* Work task *
Copy out all lines from the entries below in which "declared" occurs.

--- Records Enclosed Below ---

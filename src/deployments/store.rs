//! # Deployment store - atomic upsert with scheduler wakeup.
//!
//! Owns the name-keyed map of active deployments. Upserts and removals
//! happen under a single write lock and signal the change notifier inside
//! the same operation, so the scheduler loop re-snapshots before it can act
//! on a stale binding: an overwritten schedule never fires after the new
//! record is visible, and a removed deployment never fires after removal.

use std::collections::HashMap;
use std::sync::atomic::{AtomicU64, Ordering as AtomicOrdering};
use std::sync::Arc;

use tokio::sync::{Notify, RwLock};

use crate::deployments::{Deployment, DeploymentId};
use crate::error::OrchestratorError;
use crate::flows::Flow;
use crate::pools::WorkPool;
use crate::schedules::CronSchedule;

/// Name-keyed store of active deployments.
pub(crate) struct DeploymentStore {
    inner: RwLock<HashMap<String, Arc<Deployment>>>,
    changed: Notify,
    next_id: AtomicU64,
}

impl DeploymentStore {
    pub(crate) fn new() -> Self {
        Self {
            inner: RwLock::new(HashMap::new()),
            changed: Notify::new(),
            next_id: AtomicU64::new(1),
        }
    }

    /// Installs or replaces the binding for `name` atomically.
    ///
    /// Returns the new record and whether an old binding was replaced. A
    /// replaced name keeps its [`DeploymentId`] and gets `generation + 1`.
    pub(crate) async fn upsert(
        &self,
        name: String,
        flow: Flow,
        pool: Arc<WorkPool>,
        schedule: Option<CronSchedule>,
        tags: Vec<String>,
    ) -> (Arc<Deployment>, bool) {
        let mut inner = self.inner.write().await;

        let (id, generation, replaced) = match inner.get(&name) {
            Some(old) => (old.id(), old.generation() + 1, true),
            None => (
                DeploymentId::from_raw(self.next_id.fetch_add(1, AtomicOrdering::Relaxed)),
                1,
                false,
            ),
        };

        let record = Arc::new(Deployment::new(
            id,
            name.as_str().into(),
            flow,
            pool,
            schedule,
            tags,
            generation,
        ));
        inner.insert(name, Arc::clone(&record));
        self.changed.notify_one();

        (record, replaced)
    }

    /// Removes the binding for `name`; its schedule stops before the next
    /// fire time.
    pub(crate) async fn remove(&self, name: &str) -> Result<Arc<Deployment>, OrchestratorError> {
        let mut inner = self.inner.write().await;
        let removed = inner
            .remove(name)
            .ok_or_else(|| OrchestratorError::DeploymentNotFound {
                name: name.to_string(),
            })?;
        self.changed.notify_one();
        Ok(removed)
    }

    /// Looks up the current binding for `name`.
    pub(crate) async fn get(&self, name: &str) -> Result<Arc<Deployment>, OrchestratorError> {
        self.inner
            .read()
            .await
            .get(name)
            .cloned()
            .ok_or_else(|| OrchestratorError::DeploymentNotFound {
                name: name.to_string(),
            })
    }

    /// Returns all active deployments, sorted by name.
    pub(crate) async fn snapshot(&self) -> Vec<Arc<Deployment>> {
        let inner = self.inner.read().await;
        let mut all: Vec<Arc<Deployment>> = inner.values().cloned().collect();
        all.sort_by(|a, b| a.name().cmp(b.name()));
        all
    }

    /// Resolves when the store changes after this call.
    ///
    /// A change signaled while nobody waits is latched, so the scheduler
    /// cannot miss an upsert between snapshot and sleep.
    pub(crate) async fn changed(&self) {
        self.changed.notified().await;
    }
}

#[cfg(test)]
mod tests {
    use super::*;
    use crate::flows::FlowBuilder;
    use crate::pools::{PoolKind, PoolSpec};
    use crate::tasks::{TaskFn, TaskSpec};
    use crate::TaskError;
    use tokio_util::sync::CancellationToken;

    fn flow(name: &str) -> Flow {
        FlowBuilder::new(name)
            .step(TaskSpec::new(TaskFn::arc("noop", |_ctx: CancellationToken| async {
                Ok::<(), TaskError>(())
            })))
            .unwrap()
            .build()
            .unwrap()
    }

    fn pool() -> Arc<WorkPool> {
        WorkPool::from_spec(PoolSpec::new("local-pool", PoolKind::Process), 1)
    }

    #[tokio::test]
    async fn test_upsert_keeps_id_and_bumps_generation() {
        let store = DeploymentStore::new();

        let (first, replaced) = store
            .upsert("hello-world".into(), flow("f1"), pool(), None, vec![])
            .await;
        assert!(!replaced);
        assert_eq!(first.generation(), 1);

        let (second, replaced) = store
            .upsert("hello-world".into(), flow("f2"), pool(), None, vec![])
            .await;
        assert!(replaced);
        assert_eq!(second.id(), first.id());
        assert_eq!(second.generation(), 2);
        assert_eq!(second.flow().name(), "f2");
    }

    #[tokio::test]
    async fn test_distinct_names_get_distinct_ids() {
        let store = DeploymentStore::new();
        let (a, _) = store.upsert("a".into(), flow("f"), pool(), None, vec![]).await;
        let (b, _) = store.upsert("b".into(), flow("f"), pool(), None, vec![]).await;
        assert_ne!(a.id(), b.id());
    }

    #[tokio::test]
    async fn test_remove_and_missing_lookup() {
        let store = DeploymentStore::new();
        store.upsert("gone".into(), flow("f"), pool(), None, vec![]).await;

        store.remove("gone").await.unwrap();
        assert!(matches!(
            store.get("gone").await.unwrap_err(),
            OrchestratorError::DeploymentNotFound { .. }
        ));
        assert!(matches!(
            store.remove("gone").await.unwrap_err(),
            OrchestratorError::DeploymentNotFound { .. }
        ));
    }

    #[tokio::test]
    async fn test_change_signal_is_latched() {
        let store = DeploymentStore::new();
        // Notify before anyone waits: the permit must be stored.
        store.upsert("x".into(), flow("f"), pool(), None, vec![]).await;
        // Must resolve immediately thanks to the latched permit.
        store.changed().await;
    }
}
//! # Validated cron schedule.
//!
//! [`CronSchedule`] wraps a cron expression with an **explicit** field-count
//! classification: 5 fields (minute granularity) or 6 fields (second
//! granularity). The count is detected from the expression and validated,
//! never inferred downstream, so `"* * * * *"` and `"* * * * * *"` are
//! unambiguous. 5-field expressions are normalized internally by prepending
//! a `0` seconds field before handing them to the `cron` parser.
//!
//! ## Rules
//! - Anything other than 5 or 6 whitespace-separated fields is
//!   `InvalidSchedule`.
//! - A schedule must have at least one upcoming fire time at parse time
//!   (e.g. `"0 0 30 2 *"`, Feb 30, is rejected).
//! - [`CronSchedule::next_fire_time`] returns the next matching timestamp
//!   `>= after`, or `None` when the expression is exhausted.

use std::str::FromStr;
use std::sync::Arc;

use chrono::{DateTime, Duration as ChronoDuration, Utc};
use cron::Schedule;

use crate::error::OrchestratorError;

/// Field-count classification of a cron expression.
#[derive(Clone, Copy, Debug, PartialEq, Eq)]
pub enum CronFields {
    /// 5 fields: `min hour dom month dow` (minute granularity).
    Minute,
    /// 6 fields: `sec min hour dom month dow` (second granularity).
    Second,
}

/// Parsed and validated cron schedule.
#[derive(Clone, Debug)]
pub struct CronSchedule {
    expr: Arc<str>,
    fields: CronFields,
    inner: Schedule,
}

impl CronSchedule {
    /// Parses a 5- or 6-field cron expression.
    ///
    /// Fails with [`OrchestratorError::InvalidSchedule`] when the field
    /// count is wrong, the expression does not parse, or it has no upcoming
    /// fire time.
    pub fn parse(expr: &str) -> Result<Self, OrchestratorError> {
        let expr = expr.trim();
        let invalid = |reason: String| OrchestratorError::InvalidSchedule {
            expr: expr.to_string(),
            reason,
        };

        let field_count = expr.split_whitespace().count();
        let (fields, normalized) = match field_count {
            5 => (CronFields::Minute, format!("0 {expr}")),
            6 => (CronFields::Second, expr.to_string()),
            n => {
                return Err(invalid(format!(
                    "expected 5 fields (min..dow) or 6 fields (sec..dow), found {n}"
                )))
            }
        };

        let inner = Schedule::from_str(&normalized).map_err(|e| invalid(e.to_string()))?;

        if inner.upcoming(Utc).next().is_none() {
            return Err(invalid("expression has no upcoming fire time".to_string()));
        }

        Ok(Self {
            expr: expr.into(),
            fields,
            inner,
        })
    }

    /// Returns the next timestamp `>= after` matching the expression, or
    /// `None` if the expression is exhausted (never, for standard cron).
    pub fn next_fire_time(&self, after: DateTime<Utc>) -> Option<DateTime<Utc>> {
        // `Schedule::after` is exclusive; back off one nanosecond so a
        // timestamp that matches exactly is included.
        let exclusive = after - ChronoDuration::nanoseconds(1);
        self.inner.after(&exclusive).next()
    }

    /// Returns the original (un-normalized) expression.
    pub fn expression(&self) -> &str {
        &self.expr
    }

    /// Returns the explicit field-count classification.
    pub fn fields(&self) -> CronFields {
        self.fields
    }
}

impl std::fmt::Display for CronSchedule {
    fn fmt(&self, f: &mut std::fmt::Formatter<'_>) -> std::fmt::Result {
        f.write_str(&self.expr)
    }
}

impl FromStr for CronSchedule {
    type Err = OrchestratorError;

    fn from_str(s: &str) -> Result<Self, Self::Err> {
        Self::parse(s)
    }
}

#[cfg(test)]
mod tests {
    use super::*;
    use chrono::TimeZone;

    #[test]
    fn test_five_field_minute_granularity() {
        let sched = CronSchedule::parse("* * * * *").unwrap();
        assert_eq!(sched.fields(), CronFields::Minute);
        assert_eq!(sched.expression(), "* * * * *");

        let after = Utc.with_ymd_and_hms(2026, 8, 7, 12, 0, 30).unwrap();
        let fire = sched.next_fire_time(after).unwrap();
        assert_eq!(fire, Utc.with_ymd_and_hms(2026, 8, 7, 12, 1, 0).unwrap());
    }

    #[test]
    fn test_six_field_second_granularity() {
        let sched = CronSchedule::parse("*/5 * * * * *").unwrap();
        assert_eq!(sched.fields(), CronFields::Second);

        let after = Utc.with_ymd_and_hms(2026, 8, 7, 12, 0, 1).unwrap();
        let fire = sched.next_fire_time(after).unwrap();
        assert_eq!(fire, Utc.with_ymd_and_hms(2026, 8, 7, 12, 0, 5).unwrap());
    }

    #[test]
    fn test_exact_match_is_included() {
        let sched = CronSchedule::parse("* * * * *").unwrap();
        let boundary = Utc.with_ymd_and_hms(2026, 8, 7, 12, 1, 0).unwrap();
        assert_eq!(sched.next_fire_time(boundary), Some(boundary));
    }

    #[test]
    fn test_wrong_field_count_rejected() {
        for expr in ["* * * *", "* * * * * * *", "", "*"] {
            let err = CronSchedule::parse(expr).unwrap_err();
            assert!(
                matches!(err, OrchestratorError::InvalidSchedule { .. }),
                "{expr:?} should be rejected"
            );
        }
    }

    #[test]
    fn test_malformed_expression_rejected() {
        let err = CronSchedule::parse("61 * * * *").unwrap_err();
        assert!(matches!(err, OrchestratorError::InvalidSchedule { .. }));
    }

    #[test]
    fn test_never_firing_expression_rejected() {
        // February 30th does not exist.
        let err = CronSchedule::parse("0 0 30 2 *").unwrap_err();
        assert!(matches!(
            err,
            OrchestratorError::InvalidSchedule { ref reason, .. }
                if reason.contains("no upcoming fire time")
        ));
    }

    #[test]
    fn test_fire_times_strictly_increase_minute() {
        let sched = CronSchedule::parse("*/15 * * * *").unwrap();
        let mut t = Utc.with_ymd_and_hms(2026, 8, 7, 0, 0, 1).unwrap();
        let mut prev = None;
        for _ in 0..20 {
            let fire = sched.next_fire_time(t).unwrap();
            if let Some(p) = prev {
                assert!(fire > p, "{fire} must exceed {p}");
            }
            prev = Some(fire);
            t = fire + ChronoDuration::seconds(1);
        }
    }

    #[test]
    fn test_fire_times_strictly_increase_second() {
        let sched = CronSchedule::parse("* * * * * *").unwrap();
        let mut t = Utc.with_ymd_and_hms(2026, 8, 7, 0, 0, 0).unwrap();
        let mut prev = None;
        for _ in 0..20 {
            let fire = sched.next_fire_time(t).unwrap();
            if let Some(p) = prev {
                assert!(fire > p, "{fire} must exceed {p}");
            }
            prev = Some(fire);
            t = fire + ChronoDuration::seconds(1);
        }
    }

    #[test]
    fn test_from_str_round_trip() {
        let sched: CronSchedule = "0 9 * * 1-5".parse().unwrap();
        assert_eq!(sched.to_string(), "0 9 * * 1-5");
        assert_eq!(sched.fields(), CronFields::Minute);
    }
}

--- End of Enclosed Records ---
--- Records Enclosed Below ---

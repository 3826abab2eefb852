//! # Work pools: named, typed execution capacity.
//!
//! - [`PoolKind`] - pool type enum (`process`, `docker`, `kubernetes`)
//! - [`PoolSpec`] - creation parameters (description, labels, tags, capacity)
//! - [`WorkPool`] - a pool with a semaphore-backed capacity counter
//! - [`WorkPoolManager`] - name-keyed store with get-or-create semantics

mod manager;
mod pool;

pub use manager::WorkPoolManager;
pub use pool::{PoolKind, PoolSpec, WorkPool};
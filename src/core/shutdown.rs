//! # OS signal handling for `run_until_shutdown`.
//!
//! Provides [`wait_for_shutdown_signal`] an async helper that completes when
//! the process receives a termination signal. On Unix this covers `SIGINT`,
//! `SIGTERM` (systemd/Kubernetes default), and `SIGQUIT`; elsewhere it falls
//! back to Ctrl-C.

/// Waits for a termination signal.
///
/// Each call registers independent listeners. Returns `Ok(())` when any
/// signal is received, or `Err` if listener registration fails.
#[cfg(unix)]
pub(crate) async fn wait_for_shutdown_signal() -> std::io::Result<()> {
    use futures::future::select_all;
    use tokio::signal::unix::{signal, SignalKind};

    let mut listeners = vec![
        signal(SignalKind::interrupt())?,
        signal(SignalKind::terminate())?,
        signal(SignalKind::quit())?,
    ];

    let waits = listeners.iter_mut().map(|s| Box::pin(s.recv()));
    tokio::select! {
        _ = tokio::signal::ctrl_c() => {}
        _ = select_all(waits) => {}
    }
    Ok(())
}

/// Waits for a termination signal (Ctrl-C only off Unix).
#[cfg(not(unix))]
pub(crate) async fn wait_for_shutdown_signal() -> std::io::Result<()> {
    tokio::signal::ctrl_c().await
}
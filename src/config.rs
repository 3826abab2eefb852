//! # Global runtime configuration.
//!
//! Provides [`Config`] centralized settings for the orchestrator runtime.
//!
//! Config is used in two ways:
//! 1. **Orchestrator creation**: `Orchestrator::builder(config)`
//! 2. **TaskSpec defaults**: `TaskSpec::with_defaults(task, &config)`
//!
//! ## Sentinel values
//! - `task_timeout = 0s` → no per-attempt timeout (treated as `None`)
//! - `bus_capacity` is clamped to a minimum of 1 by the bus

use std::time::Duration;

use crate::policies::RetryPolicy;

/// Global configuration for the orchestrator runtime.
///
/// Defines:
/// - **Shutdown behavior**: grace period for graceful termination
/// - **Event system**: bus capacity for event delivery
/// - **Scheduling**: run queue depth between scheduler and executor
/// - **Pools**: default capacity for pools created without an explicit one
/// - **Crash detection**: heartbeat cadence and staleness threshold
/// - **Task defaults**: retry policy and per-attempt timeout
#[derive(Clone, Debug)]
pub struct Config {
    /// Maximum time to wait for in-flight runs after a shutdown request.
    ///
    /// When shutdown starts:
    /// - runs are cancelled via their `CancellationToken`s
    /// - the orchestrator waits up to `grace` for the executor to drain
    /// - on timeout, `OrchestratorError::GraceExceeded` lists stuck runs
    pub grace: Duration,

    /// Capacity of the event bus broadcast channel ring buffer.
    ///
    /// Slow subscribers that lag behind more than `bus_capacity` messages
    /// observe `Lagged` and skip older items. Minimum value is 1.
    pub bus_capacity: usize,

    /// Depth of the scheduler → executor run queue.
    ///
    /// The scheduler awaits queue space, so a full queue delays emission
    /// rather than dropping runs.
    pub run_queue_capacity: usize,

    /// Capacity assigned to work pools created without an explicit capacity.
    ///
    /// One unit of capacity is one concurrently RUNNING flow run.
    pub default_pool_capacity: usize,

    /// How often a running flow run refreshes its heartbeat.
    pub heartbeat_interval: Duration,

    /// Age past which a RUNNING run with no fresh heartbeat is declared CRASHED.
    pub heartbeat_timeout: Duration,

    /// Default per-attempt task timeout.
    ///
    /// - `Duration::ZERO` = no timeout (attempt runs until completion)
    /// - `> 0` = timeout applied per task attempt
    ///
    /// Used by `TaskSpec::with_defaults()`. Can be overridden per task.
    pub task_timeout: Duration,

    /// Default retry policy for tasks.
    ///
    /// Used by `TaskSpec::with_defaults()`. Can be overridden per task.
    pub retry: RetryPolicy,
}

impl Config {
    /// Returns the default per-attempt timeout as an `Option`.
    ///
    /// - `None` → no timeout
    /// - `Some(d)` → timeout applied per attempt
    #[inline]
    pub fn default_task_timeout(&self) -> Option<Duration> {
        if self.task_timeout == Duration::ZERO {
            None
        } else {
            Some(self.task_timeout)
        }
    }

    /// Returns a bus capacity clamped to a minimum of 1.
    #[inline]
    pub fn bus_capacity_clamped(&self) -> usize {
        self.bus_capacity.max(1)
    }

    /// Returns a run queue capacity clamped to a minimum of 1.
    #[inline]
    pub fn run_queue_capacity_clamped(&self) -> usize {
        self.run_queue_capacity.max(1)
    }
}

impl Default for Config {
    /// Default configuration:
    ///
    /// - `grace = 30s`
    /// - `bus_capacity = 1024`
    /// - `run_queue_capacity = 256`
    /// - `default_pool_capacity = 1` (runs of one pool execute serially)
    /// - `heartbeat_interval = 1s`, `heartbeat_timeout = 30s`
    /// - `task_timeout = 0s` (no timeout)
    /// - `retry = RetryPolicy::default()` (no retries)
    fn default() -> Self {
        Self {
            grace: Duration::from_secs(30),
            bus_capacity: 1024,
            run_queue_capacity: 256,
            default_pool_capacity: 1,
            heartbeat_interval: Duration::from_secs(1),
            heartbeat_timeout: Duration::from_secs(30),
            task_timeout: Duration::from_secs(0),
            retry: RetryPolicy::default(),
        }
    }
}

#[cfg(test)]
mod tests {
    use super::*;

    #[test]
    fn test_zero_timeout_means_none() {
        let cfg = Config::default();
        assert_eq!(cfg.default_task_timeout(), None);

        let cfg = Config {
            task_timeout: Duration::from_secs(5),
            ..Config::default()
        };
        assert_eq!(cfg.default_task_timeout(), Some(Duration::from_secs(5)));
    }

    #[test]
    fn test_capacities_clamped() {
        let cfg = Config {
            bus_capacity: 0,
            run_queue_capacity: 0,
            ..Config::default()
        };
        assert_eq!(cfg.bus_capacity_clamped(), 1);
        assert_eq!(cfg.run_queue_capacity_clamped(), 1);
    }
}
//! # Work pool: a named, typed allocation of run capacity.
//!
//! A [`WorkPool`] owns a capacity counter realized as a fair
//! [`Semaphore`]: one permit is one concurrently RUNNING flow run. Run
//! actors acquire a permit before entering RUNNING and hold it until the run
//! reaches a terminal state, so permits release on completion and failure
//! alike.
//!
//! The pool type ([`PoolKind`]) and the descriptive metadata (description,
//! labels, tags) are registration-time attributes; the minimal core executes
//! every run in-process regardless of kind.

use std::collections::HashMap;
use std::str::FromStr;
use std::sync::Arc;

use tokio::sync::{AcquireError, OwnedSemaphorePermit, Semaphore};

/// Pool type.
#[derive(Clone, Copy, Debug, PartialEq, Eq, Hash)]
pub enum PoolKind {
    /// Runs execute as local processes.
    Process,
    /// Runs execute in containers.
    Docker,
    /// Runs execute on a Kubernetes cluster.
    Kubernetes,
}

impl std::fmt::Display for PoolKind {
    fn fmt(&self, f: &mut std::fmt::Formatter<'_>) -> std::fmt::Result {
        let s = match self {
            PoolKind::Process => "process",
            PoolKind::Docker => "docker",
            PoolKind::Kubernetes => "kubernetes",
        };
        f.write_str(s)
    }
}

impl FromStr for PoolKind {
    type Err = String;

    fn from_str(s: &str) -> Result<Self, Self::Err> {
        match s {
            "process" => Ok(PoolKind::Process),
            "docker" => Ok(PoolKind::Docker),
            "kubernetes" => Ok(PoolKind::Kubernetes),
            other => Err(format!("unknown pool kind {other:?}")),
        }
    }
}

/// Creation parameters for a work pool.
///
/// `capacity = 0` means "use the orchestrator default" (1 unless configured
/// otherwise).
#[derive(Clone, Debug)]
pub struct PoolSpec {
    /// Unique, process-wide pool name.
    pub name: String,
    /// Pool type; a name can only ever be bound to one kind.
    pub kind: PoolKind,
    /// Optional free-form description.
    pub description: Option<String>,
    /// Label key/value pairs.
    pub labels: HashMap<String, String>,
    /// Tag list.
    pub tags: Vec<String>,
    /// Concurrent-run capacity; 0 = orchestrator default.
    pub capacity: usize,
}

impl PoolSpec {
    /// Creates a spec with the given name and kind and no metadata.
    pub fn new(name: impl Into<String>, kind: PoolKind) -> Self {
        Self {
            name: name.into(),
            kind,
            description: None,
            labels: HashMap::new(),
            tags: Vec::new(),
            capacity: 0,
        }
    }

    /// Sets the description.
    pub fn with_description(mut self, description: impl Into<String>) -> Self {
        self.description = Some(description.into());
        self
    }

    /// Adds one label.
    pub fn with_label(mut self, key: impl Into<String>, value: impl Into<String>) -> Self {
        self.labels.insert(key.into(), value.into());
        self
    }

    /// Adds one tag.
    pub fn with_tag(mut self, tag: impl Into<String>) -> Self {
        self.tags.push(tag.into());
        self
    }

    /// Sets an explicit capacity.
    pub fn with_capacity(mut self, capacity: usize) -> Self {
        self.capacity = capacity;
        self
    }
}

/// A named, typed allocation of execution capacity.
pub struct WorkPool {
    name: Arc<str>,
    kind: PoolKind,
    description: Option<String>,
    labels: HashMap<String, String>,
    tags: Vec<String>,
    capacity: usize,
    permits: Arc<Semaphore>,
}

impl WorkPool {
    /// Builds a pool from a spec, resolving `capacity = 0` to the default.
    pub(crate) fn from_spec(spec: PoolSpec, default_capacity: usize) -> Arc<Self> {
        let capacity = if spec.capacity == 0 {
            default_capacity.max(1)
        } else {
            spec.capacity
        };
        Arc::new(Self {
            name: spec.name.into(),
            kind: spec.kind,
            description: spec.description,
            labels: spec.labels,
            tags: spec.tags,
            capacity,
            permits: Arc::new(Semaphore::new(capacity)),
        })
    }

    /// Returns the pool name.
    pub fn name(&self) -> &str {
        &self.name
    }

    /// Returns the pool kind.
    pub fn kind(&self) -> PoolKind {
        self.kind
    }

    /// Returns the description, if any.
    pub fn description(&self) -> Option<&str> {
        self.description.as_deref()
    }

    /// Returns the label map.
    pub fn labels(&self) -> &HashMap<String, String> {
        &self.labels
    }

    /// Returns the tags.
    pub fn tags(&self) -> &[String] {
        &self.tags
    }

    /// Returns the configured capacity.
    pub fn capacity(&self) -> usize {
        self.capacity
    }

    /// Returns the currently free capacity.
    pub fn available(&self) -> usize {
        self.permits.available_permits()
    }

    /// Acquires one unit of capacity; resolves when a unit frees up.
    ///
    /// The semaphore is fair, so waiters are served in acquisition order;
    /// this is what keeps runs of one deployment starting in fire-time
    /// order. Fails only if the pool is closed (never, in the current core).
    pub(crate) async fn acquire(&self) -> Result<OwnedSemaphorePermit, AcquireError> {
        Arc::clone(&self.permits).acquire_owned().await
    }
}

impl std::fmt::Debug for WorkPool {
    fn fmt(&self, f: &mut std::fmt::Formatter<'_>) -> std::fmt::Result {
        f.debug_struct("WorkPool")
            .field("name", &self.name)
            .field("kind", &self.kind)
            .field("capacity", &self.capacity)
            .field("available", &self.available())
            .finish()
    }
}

--- End of Enclosed Records ---
--- Records Enclosed Below ---

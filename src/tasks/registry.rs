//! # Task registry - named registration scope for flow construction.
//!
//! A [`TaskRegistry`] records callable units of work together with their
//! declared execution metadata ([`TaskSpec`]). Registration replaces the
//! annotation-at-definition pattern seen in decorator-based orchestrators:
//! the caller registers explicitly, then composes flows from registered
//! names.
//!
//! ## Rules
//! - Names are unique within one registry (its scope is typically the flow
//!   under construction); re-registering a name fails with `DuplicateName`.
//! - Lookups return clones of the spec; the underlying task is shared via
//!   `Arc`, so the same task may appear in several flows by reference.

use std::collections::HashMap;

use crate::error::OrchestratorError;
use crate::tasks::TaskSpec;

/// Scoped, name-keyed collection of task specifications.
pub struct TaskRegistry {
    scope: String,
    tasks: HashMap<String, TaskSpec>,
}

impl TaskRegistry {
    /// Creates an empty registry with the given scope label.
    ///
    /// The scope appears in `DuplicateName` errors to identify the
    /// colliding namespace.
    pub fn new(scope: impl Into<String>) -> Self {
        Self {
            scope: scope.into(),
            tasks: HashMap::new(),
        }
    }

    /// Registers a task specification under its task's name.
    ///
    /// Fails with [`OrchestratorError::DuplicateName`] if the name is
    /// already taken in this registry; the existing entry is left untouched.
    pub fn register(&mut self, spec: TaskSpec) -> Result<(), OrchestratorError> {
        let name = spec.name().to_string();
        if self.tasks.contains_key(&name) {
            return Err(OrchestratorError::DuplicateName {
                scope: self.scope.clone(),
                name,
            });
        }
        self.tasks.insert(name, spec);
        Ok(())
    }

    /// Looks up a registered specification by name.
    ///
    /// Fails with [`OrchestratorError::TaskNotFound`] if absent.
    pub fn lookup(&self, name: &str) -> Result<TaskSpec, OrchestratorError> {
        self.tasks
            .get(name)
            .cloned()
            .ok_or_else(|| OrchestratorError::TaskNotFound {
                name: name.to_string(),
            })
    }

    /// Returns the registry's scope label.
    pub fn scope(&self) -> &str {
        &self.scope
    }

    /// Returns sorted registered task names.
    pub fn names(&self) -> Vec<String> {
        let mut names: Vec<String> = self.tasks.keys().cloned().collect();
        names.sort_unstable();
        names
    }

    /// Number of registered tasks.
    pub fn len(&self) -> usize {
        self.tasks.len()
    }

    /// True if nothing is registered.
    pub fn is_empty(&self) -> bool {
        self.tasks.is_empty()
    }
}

--- End of Enclosed Records ---

* Completed exercise *
    /// Age past which a RUNNING run with no fresh heartbeat is declared CRASHED.
//! declared execution metadata ([`TaskSpec`]). Registration replaces the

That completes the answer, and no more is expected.